Data provided:
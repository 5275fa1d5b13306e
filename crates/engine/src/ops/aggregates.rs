use sea_orm::{ConnectionTrait, QueryFilter, QueryOrder, TransactionTrait, prelude::*};

use crate::{
    AggregateReport, ResultEngine, Statistic, Transaction, aggregates::LedgerTotals, statistics,
    transactions, versioned::compare_and_swap,
};

use super::{
    Engine,
    accounts::find_account,
    statistics::insert_statistic,
    with_tx,
};

async fn load_ledger<C>(conn: &C, account_id: i64) -> ResultEngine<Vec<Transaction>>
where
    C: ConnectionTrait,
{
    let models = transactions::Entity::find()
        .filter(transactions::Column::AccountId.eq(account_id))
        .order_by_asc(transactions::Column::Id)
        .all(conn)
        .await?;
    models.into_iter().map(Transaction::try_from).collect()
}

async fn load_buckets<C>(conn: &C, account_id: i64) -> ResultEngine<Vec<Statistic>>
where
    C: ConnectionTrait,
{
    let models = statistics::Entity::find()
        .filter(statistics::Column::AccountId.eq(account_id))
        .order_by_asc(statistics::Column::Date)
        .all(conn)
        .await?;
    Ok(models.into_iter().map(Statistic::from).collect())
}

impl Engine {
    /// Replays the ledger of an account and reports where the stored totals
    /// and buckets disagree with it. Nothing is written.
    pub async fn verify_aggregates(&self, account_id: i64) -> ResultEngine<AggregateReport> {
        with_tx!(self, |db_tx| {
            let account = find_account(&db_tx, account_id).await?;
            let ledger = load_ledger(&db_tx, account_id).await?;
            let buckets = load_buckets(&db_tx, account_id).await?;

            let totals: LedgerTotals = ledger.iter().collect();
            Ok(totals.compare(&account, &buckets))
        })
    }

    /// Rewrites the account totals and buckets of an account from its ledger.
    ///
    /// Drifted rows are written with compare-and-swap, missing buckets are
    /// created and buckets without entries are zeroed. Returns the drift
    /// found before the repair.
    pub async fn recompute_aggregates(&self, account_id: i64) -> ResultEngine<AggregateReport> {
        with_tx!(self, |db_tx| {
            let mut account = find_account(&db_tx, account_id).await?;
            let ledger = load_ledger(&db_tx, account_id).await?;
            let buckets = load_buckets(&db_tx, account_id).await?;

            let totals: LedgerTotals = ledger.iter().collect();
            let report = totals.compare(&account, &buckets);
            if report.is_consistent() {
                return Ok(report);
            }

            if report.account_drifted() {
                account.total_income = report.expected_income;
                account.total_expense = report.expected_expense;
                compare_and_swap(&db_tx, &mut account).await?;
            }

            for drift in &report.buckets {
                let mut stat = buckets
                    .iter()
                    .find(|stat| stat.date == drift.date)
                    .cloned()
                    .unwrap_or_else(|| Statistic::empty(account_id, drift.date));
                stat.earning = drift.expected_earning;
                stat.spending = drift.expected_spending;

                if drift.stored {
                    compare_and_swap(&db_tx, &mut stat).await?;
                } else {
                    insert_statistic(&db_tx, &stat).await?;
                }
            }

            tracing::info!(
                account_id,
                drifted_buckets = report.buckets.len(),
                account_drifted = report.account_drifted(),
                "aggregates recomputed"
            );
            Ok(report)
        })
    }
}
//! Pagination and whitelisted sorting for list queries.

use std::str::FromStr;

use crate::{EngineError, ResultEngine};

/// Largest page a list query returns.
pub const MAX_PAGE_SIZE: u64 = 100;

/// Sort key plus direction, parsed from `"key"` (ascending) or `"-key"`
/// (descending).
#[derive(Clone, Copy, Debug, PartialEq, Eq)]
pub struct SortOrder<K> {
    pub key: K,
    pub descending: bool,
}

impl<K> FromStr for SortOrder<K>
where
    K: FromStr<Err = EngineError>,
{
    type Err = EngineError;

    fn from_str(s: &str) -> Result<Self, Self::Err> {
        let trimmed = s.trim();
        let (raw_key, descending) = match trimmed.strip_prefix('-') {
            Some(rest) => (rest, true),
            None => (trimmed, false),
        };
        Ok(Self {
            key: raw_key.parse()?,
            descending,
        })
    }
}

/// Sortable fields of the ledger. Ties are always broken by id ascending.
#[derive(Clone, Copy, Debug, Default, PartialEq, Eq)]
pub enum TransactionSort {
    #[default]
    Id,
    Title,
    Payday,
    Amount,
    CreatedAt,
}

impl FromStr for TransactionSort {
    type Err = EngineError;

    fn from_str(s: &str) -> Result<Self, Self::Err> {
        match s {
            "id" => Ok(Self::Id),
            "title" => Ok(Self::Title),
            "payday" => Ok(Self::Payday),
            "amount" => Ok(Self::Amount),
            "created_at" => Ok(Self::CreatedAt),
            other => Err(EngineError::InvalidInput(format!(
                "unsupported sort key: {other}"
            ))),
        }
    }
}

/// Sortable fields of accounts.
#[derive(Clone, Copy, Debug, Default, PartialEq, Eq)]
pub enum AccountSort {
    #[default]
    Id,
    Title,
    CreatedAt,
}

impl FromStr for AccountSort {
    type Err = EngineError;

    fn from_str(s: &str) -> Result<Self, Self::Err> {
        match s {
            "id" => Ok(Self::Id),
            "title" => Ok(Self::Title),
            "created_at" => Ok(Self::CreatedAt),
            other => Err(EngineError::InvalidInput(format!(
                "unsupported sort key: {other}"
            ))),
        }
    }
}

/// One page of a list query: 1-based `page`, `limit` rows, and a raw sort
/// expression validated against the whitelist of the listed entity.
#[derive(Clone, Debug, PartialEq, Eq)]
pub struct Page {
    pub page: u64,
    pub limit: u64,
    pub sort: String,
}

impl Default for Page {
    fn default() -> Self {
        Self {
            page: 1,
            limit: 20,
            sort: "id".to_string(),
        }
    }
}

impl Page {
    #[must_use]
    pub fn new(page: u64, limit: u64) -> Self {
        Self {
            page,
            limit,
            ..Self::default()
        }
    }

    #[must_use]
    pub fn sort(mut self, sort: impl Into<String>) -> Self {
        self.sort = sort.into();
        self
    }

    /// Validates bounds and parses the sort expression.
    pub(crate) fn resolve<K>(&self) -> ResultEngine<SortOrder<K>>
    where
        K: FromStr<Err = EngineError>,
    {
        if self.page == 0 {
            return Err(EngineError::InvalidInput("page must be >= 1".to_string()));
        }
        if self.limit == 0 || self.limit > MAX_PAGE_SIZE {
            return Err(EngineError::InvalidInput(format!(
                "limit must be between 1 and {MAX_PAGE_SIZE}"
            )));
        }
        self.sort.parse()
    }

    pub(crate) fn offset(&self) -> u64 {
        (self.page - 1).saturating_mul(self.limit)
    }
}

#[cfg(test)]
mod tests {
    use super::*;

    #[test]
    fn sort_prefix_selects_direction() {
        let order: SortOrder<TransactionSort> = "-payday".parse().unwrap();
        assert_eq!(order.key, TransactionSort::Payday);
        assert!(order.descending);

        let order: SortOrder<AccountSort> = "title".parse().unwrap();
        assert_eq!(order.key, AccountSort::Title);
        assert!(!order.descending);
    }

    #[test]
    fn sort_rejects_keys_outside_whitelist() {
        assert!("-password".parse::<SortOrder<TransactionSort>>().is_err());
        assert!("payday".parse::<SortOrder<AccountSort>>().is_err());
        assert!("--id".parse::<SortOrder<TransactionSort>>().is_err());
    }

    #[test]
    fn page_bounds_are_enforced() {
        assert!(Page::new(0, 10).resolve::<TransactionSort>().is_err());
        assert!(Page::new(1, 0).resolve::<TransactionSort>().is_err());
        assert!(Page::new(1, 101).resolve::<TransactionSort>().is_err());
        assert_eq!(Page::new(3, 25).offset(), 50);
        assert!(Page::new(1, 100).resolve::<TransactionSort>().is_ok());
    }
}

Work task:
Above are records; repeat only the lines starting at the line with "async fn load_buckets<C>(conn: &C, account_id: i64)" and ending at the line with "let mut stat = buckets", exactly as they appear, both included.

Response:
async fn load_buckets<C>(conn: &C, account_id: i64) -> ResultEngine<Vec<Statistic>>
where
    C: ConnectionTrait,
{
    let models = statistics::Entity::find()
        .filter(statistics::Column::AccountId.eq(account_id))
        .order_by_asc(statistics::Column::Date)
        .all(conn)
        .await?;
    Ok(models.into_iter().map(Statistic::from).collect())
}

impl Engine {
    /// Replays the ledger of an account and reports where the stored totals
    /// and buckets disagree with it. Nothing is written.
    pub async fn verify_aggregates(&self, account_id: i64) -> ResultEngine<AggregateReport> {
        with_tx!(self, |db_tx| {
            let account = find_account(&db_tx, account_id).await?;
            let ledger = load_ledger(&db_tx, account_id).await?;
            let buckets = load_buckets(&db_tx, account_id).await?;

            let totals: LedgerTotals = ledger.iter().collect();
            Ok(totals.compare(&account, &buckets))
        })
    }

    /// Rewrites the account totals and buckets of an account from its ledger.
    ///
    /// Drifted rows are written with compare-and-swap, missing buckets are
    /// created and buckets without entries are zeroed. Returns the drift
    /// found before the repair.
    pub async fn recompute_aggregates(&self, account_id: i64) -> ResultEngine<AggregateReport> {
        with_tx!(self, |db_tx| {
            let mut account = find_account(&db_tx, account_id).await?;
            let ledger = load_ledger(&db_tx, account_id).await?;
            let buckets = load_buckets(&db_tx, account_id).await?;

            let totals: LedgerTotals = ledger.iter().collect();
            let report = totals.compare(&account, &buckets);
            if report.is_consistent() {
                return Ok(report);
            }

            if report.account_drifted() {
                account.total_income = report.expected_income;
                account.total_expense = report.expected_expense;
                compare_and_swap(&db_tx, &mut account).await?;
            }

            for drift in &report.buckets {
                let mut stat = buckets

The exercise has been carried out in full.